Ludicrous by Edward Niedermeyer

Ludicrous by Edward Niedermeyer

Author:Edward Niedermeyer
Language: eng
Format: epub
Publisher: BenBella Books, Inc.
Published: 2019-06-26T16:00:00+00:00


CHAPTER 12

DEFECTS, DISCLOSURE, AND DRAMA

The word “recall” needs to be recalled.

Elon Musk, in a since-deleted tweet from January 2014

Sometime in early 2014, Keith Leech was looking through pictures of wrecked Tesla Model S vehicles at an auction house website when he started noticing a pattern: in almost every photo, the car’s wheels had sheared off from the suspension. Once he noticed it, he started to see it in nearly every picture of a wrecked Tesla he could find. Eventually he started an album on the photo-sharing site Flickr, dubbing the collection “whompy wheels.” Thus a one-man crusade was born.

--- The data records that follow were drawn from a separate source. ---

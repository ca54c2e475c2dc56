//! # warden-auth
//!
//! The access-control core of Warden.
//!
//! ## Modules
//!
//! - `rbac`: policy store, enforcer, and the context-aware authorization client
//! - `bloom`: probabilistic username pre-filter
//! - `password`: Argon2id hashing and credential validation
//! - `authn`: registration, login, sessions, and identity resolution

pub mod authn;
pub mod bloom;
pub mod password;
pub mod rbac;

pub use authn::{AuthenticationService, IdentityResolution};
pub use bloom::BloomFilter;
pub use password::{CredentialValidator, PasswordHasher};
pub use rbac::{AuthorizationClient, AuthorizationProvider, Enforcer, PolicyStore};
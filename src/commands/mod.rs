//! CLI command definitions and dispatch.

pub mod check;
pub mod group;
pub mod migrate;
pub mod policy;
pub mod session;
pub mod user;

use std::sync::Arc;

use clap::{Parser, Subcommand};
use tracing::info;

use warden_auth::rbac::{AuthorizationClient, Enforcer, FilePolicyAdapter};
use warden_auth::AuthenticationService;
use warden_core::config::{AppConfig, PolicyBackend};
use warden_core::context::IdentityContext;
use warden_core::result::AppResult;
use warden_database::traits::PolicyAdapter;
use warden_database::DatabasePool;

use crate::output::OutputFormat;

/// Warden: policy-based authorization and session authentication
#[derive(Debug, Parser)]
#[command(name = "warden", version, about, long_about = None)]
pub struct Cli {
    /// Configuration environment; selects the `config/<env>.toml` overlay
    #[arg(short, long, default_value = "development")]
    pub env: String,

    /// Output format
    #[arg(short, long, value_enum, default_value = "table")]
    pub format: OutputFormat,

    /// Subcommand to execute
    #[command(subcommand)]
    pub command: Commands,
}

/// Top-level commands
#[derive(Debug, Subcommand)]
pub enum Commands {
    /// Apply database migrations and seed built-in rules
    Migrate,
    /// Policy rule management
    Policy(policy::PolicyArgs),
    /// Group membership management
    Group(group::GroupArgs),
    /// Decide a single access request
    Check(check::CheckArgs),
    /// User registration and login
    User(user::UserArgs),
    /// Session inspection
    Session(session::SessionArgs),
}

impl Cli {
    /// Execute the CLI command
    pub async fn execute(&self, config: &AppConfig) -> AppResult<()> {
        match &self.command {
            Commands::Migrate => migrate::execute(config).await,
            Commands::Policy(args) => policy::execute(args, config, self.format).await,
            Commands::Group(args) => group::execute(args, config, self.format).await,
            Commands::Check(args) => check::execute(args, config).await,
            Commands::User(args) => user::execute(args, config, self.format).await,
            Commands::Session(args) => session::execute(args, config, self.format).await,
        }
    }
}

/// Helper: connect to the configured database.
pub async fn connect(config: &AppConfig) -> AppResult<DatabasePool> {
    DatabasePool::connect(&config.database).await
}

/// Helper: load the policy store from the configured backend.
pub async fn open_enforcer(config: &AppConfig, db: &DatabasePool) -> AppResult<Enforcer> {
    let adapter: Arc<dyn PolicyAdapter> = match config.policy.backend {
        PolicyBackend::Database => db.policies(),
        PolicyBackend::File => {
            info!(path = %config.policy.file, "Using file policy store");
            Arc::new(FilePolicyAdapter::new(&config.policy.file))
        }
    };
    Enforcer::from_adapter(adapter).await
}

/// Helper: build the authentication service, with its username filter
/// when enabled.
pub async fn open_auth(
    config: &AppConfig,
    db: &DatabasePool,
    enforcer: &Enforcer,
) -> AppResult<AuthenticationService> {
    let authz = AuthorizationClient::new(Arc::new(enforcer.clone()));
    let service = AuthenticationService::new(db.users(), db.sessions(), authz, &config.auth)?;

    let bloom = &config.auth.bloom;
    if bloom.enabled {
        service
            .load_bloom_filter(
                &IdentityContext::new(),
                bloom.min_capacity,
                bloom.false_positive_rate,
            )
            .await?;
    } else {
        info!("Username filter disabled");
    }
    Ok(service)
}
//! User domain entities.

pub mod model;

pub use model::User;
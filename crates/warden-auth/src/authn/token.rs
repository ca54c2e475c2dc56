//! Session identifier generation.

use argon2::password_hash::rand_core::{OsRng, RngCore};

/// Number of random bytes in a session identifier.
pub const SESSION_ID_BYTES: usize = 32;

/// Generates a session identifier: 32 bytes from the OS random source,
/// hex encoded to 64 characters.
pub fn generate_session_id() -> String {
    let mut bytes = [0u8; SESSION_ID_BYTES];
    OsRng.fill_bytes(&mut bytes);
    hex::encode(&bytes)
}

/// Lowercase hex encoding.
mod hex {
    /// Encode bytes to hex string.
    pub fn encode(bytes: &[u8]) -> String {
        bytes.iter().map(|b| format!("{b:02x}")).collect()
    }
}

Leech says he hadn’t set out to look for safety problems with Teslas. Several years earlier, when he’d been building a solar panel system for his off-the-grid home in the Australian bush, he discovered something called the “SunCube” on the internet. The SunCube’s creator promised it would revolutionize solar energy generation, and at first Leech was taken in, but as time went on, it became clear that there was no actual product. In the online confrontations that followed, the SunCube’s inventor called Leech a fraud and a criminal; Leech sued him for defamation and won. The SunCube, which had secured an AUD$450,000 contract with the South Australian government, collapsed into bankruptcy and infamy. For his part, Leech had found a new hobby: uncovering green scams.

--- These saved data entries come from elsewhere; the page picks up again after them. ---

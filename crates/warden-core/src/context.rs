//! Request-scoped identity context.
//!
//! An [`IdentityContext`] is created by the delivery layer for every inbound
//! request and passed explicitly down the call chain. It carries the session
//! identifier read from the transport, the subject resolved from that
//! session, and the caller's deadline. There is no process-wide "current
//! user".

use std::future::Future;
use std::sync::Arc;

use tokio::time::Instant;

use crate::error::AppError;
use crate::result::AppResult;

/// Subject used when no user has been resolved for the request.
pub const ANONYMOUS: &str = "system:anonymous";

/// Group every registered user joins at registration.
pub const AUTHENTICATED: &str = "system:authenticated";

/// Group the anonymous subject belongs to.
pub const UNAUTHENTICATED: &str = "system:unauthenticated";

/// Prefix of subjects that identify non-human callers.
pub const SERVICE_PREFIX: &str = "system:service:";

/// Builds the subject for a named internal service.
pub fn service_subject(service_name: &str) -> String {
    format!("{SERVICE_PREFIX}{service_name}")
}

/// Identity and deadline carried through one request.
///
/// The context is cheap to clone and immutable; the `with_*` constructors
/// return a new context derived from `self`.
#[derive(Debug, Clone, Default)]
pub struct IdentityContext {
    subject: Option<Arc<str>>,
    session_id: Option<Arc<str>>,
    deadline: Option<Instant>,
}

impl IdentityContext {
    /// Creates an empty context: anonymous, no session, no deadline.
    pub fn new() -> Self {
        Self::default()
    }

    /// Returns the resolved subject, or [`ANONYMOUS`] when none is set.
    pub fn subject(&self) -> &str {
        self.subject.as_deref().unwrap_or(ANONYMOUS)
    }

    /// Returns whether the context resolves to the anonymous subject.
    pub fn is_anonymous(&self) -> bool {
        self.subject() == ANONYMOUS
    }

    /// Returns the session identifier read from the transport, if any.
    pub fn session_id(&self) -> Option<&str> {
        self.session_id.as_deref()
    }

    /// Returns the caller's deadline, if any.
    pub fn deadline(&self) -> Option<Instant> {
        self.deadline
    }

    /// Returns a context whose subject is `subject`.
    pub fn with_subject(&self, subject: impl Into<String>) -> Self {
        Self {
            subject: Some(Arc::from(subject.into())),
            ..self.clone()
        }
    }

    /// Returns a context whose subject is the named internal service.
    pub fn with_service_subject(&self, service_name: &str) -> Self {
        self.with_subject(service_subject(service_name))
    }

    /// Returns a context carrying `session_id`.
    pub fn with_session_id(&self, session_id: impl Into<String>) -> Self {
        Self {
            session_id: Some(Arc::from(session_id.into())),
            ..self.clone()
        }
    }

    /// Returns an anonymous context without a session, keeping the deadline.
    pub fn without_session(&self) -> Self {
        Self {
            subject: None,
            session_id: None,
            deadline: self.deadline,
        }
    }

    /// Returns a context bounded by `deadline`.
    ///
    /// An earlier deadline already present on the context wins.
    pub fn with_deadline(&self, deadline: Instant) -> Self {
        let deadline = match self.deadline {
            Some(existing) if existing < deadline => existing,
            _ => deadline,
        };
        Self {
            deadline: Some(deadline),
            ..self.clone()
        }
    }

    /// Awaits `fut`, failing with `DeadlineExceeded` if the context deadline
    /// passes first. Without a deadline the future runs unbounded.
    pub async fn bounded<T, F>(&self, what: &str, fut: F) -> AppResult<T>
    where
        F: Future<Output = AppResult<T>>,
    {
        match self.deadline {
            Some(deadline) => tokio::time::timeout_at(deadline, fut)
                .await
                .map_err(|_| AppError::deadline_exceeded(format!("Deadline exceeded: {what}")))?,
            None => fut.await,
        }
    }
}

#[cfg(test)]
mod tests {
    use std::time::Duration;

    use super::*;
    use crate::error::ErrorKind;

    #[test]
    fn test_empty_context_is_anonymous() {
        let ctx = IdentityContext::new();
        assert_eq!(ctx.subject(), ANONYMOUS);
        assert!(ctx.is_anonymous());
        assert_eq!(ctx.session_id(), None);
    }

    #[test]
    fn test_with_subject_and_session() {
        let ctx = IdentityContext::new()
            .with_session_id("abc")
            .with_subject("user-1");
        assert_eq!(ctx.subject(), "user-1");
        assert_eq!(ctx.session_id(), Some("abc"));
        assert!(!ctx.is_anonymous());

        let cleared = ctx.without_session();
        assert!(cleared.is_anonymous());
        assert_eq!(cleared.session_id(), None);
    }

    #[test]
    fn test_service_subject_is_namespaced() {
        let ctx = IdentityContext::new().with_service_subject("mailer");
        assert_eq!(ctx.subject(), "system:service:mailer");
    }

    #[tokio::test]
    async fn test_earlier_deadline_wins() {
        let now = Instant::now();
        let ctx = IdentityContext::new()
            .with_deadline(now + Duration::from_secs(5))
            .with_deadline(now + Duration::from_secs(60));
        assert_eq!(ctx.deadline(), Some(now + Duration::from_secs(5)));
    }

    #[tokio::test(start_paused = true)]
    async fn test_bounded_times_out() {
        let ctx = IdentityContext::new().with_deadline(Instant::now() + Duration::from_millis(10));
        let err = ctx
            .bounded("slow call", async {
                tokio::time::sleep(Duration::from_secs(1)).await;
                Ok(())
            })
            .await
            .unwrap_err();
        assert_eq!(err.kind, ErrorKind::DeadlineExceeded);
    }

    #[tokio::test]
    async fn test_bounded_without_deadline_passes_through() {
        let ctx = IdentityContext::new();
        let value = ctx.bounded("fast call", async { Ok(7) }).await.unwrap();
        assert_eq!(value, 7);
    }
}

As one of the most high-profile green companies at the time, Tesla quickly hit Leech’s radar screen, but his initial investigation was simply looking at the company’s environmental claims. When he noticed the broken wheels and suspensions, however, he was sure he’d found his next SunCube. Though he didn’t have an engineering degree, he had done a mechanical and electrical engineering apprenticeship through the UK Ministry of Aviation and considered himself an “eyeball engineer.” Given the weight of the Model S and its use of cast aluminum suspension components, which he knew was unusual due to its brittleness and tendency to casting defects, he smelled a problem.

Convinced that the Model S was underengineered and poorly manufactured, Leech launched a one-man online campaign to document what he saw as evidence of a dangerous problem. As his Flickr folder of images of Model S vehicles with broken suspensions and “whompy wheels” grew, and he became more certain he had uncovered a public danger, he began to post warnings on various Tesla forums, even reporting potential failures to the National Highway Traffic Safety Administration’s complaint database.

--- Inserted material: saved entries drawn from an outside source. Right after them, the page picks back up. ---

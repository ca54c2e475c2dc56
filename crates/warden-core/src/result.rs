//! Convenience result type alias for Warden.

use crate::error::AppError;

/// A specialized `Result` type for Warden operations.
pub type AppResult<T> = Result<T, AppError>;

Though Leech only comes across as somewhat eccentric on the telephone, his quirky usernames, trollish turns of phrase, and combative persistence can make him come across as downright crazy on the internet. When his crusade collided with the paranoid, defensive culture of Tesla forums, the combination was explosive. Leech played right into the stereotype of an anti-green provocateur spreading anti-electric car “FUD” on behalf of shadowy forces. The immediate hostility of the forums in turn triggered Leech’s inner bulldog, and each time he was banned, he’d just register a new username and go right back to it.